Task to complete:
All of the records should be given again verbatim.

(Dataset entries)
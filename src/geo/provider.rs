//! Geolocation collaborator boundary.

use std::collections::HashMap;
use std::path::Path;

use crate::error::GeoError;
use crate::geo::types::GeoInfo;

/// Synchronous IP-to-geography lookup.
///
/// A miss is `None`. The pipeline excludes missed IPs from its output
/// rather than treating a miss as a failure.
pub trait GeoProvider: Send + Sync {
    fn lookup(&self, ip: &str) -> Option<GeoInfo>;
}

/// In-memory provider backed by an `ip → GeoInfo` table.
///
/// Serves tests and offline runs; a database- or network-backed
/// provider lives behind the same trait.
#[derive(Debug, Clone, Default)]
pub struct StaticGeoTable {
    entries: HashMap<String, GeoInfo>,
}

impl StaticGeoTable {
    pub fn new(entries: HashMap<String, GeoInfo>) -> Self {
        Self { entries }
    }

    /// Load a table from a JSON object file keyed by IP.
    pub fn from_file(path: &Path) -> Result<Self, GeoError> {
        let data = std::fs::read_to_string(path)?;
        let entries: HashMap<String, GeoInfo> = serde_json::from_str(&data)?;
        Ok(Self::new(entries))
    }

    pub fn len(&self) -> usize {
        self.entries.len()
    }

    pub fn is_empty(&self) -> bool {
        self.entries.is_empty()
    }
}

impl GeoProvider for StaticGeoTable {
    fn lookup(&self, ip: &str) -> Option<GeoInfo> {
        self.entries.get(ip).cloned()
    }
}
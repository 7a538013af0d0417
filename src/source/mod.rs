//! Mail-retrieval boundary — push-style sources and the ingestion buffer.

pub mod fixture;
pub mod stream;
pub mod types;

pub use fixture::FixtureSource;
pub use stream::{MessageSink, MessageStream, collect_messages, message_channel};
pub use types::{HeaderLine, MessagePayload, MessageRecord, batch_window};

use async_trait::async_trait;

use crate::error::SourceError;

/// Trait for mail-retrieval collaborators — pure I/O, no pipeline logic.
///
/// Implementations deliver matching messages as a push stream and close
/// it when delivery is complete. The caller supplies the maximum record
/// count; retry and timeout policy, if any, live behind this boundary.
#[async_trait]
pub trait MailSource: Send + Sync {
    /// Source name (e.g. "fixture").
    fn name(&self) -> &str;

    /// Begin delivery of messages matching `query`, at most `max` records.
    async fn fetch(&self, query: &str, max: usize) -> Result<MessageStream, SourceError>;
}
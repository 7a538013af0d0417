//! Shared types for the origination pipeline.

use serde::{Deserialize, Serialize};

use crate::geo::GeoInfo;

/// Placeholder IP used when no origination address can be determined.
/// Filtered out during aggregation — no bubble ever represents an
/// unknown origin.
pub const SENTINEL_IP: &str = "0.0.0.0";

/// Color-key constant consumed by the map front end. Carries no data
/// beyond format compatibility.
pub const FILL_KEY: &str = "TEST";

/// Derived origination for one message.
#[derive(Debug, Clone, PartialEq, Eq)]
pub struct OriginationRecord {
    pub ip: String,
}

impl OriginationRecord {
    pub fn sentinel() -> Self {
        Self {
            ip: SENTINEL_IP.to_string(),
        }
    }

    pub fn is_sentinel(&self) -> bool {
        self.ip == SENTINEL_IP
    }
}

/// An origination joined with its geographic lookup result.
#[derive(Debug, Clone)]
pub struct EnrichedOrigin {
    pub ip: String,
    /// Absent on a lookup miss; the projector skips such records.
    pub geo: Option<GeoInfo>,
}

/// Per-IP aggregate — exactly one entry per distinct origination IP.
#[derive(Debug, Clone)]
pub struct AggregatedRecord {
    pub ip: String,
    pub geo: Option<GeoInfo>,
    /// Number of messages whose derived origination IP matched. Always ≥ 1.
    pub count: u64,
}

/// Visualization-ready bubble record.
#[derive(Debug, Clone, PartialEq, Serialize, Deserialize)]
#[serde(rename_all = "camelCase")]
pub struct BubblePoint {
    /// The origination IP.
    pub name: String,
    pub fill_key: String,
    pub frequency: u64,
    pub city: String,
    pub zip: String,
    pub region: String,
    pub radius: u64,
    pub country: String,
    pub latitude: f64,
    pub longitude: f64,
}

Answer below:
filename src/geo/provider.rs
//! Geolocation collaborator boundary.

use std::collections::HashMap;
use std::path::Path;

use crate::error::GeoError;
use crate::geo::types::GeoInfo;

/// Synchronous IP-to-geography lookup.
///
/// A miss is `None`. The pipeline excludes missed IPs from its output
/// rather than treating a miss as a failure.
pub trait GeoProvider: Send + Sync {
    fn lookup(&self, ip: &str) -> Option<GeoInfo>;
}

/// In-memory provider backed by an `ip → GeoInfo` table.
///
/// Serves tests and offline runs; a database- or network-backed
/// provider lives behind the same trait.
#[derive(Debug, Clone, Default)]
pub struct StaticGeoTable {
    entries: HashMap<String, GeoInfo>,
}

impl StaticGeoTable {
    pub fn new(entries: HashMap<String, GeoInfo>) -> Self {
        Self { entries }
    }

    /// Load a table from a JSON object file keyed by IP.
    pub fn from_file(path: &Path) -> Result<Self, GeoError> {
        let data = std::fs::read_to_string(path)?;
        let entries: HashMap<String, GeoInfo> = serde_json::from_str(&data)?;
        Ok(Self::new(entries))
    }

    pub fn len(&self) -> usize {
        self.entries.len()
    }

    pub fn is_empty(&self) -> bool {
        self.entries.is_empty()
    }
}

impl GeoProvider for StaticGeoTable {
    fn lookup(&self, ip: &str) -> Option<GeoInfo> {
        self.entries.get(ip).cloned()
    }
}
repository 7a538013af0d0417
filename src/source/mod.rs
//! Mail-retrieval boundary — push-style sources and the ingestion buffer.

pub mod fixture;
pub mod stream;
pub mod types;

pub use fixture::FixtureSource;
pub use stream::{MessageSink, MessageStream, collect_messages, message_channel};
pub use types::{HeaderLine, MessagePayload, MessageRecord, batch_window};

use async_trait::async_trait;

use crate::error::SourceError;

/// Trait for mail-retrieval collaborators — pure I/O, no pipeline logic.
///
/// Implementations deliver matching messages as a push stream and close
/// it when delivery is complete. The caller supplies the maximum record
/// count; retry and timeout policy, if any, live behind this boundary.
#[async_trait]
pub trait MailSource: Send + Sync {
    /// Source name (e.g. "fixture").
    fn name(&self) -> &str;

    /// Begin delivery of messages matching `query`, at most `max` records.
    async fn fetch(&self, query: &str, max: usize) -> Result<MessageStream, SourceError>;
}
repository 7a538013af0d0417
//! Shared types for the origination pipeline.

use serde::{Deserialize, Serialize};

use crate::geo::GeoInfo;

/// Placeholder IP used when no origination address can be determined.
/// Filtered out during aggregation — no bubble ever represents an
/// unknown origin.
pub const SENTINEL_IP: &str = "0.0.0.0";

/// Color-key constant consumed by the map front end. Carries no data
/// beyond format compatibility.
pub const FILL_KEY: &str = "TEST";

/// Derived origination for one message.
#[derive(Debug, Clone, PartialEq, Eq)]
pub struct OriginationRecord {
    pub ip: String,
}

impl OriginationRecord {
    pub fn sentinel() -> Self {
        Self {
            ip: SENTINEL_IP.to_string(),
        }
    }

    pub fn is_sentinel(&self) -> bool {
        self.ip == SENTINEL_IP
    }
}

/// An origination joined with its geographic lookup result.
#[derive(Debug, Clone)]
pub struct EnrichedOrigin {
    pub ip: String,
    /// Absent on a lookup miss; the projector skips such records.
    pub geo: Option<GeoInfo>,
}

/// Per-IP aggregate — exactly one entry per distinct origination IP.
#[derive(Debug, Clone)]
pub struct AggregatedRecord {
    pub ip: String,
    pub geo: Option<GeoInfo>,
    /// Number of messages whose derived origination IP matched. Always ≥ 1.
    pub count: u64,
}

/// Visualization-ready bubble record.
#[derive(Debug, Clone, PartialEq, Serialize, Deserialize)]
#[serde(rename_all = "camelCase")]
pub struct BubblePoint {
    /// The origination IP.
    pub name: String,
    pub fill_key: String,
    pub frequency: u64,
    pub city: String,
    pub zip: String,
    pub region: String,
    pub radius: u64,
    pub country: String,
    pub latitude: f64,
    pub longitude: f64,
}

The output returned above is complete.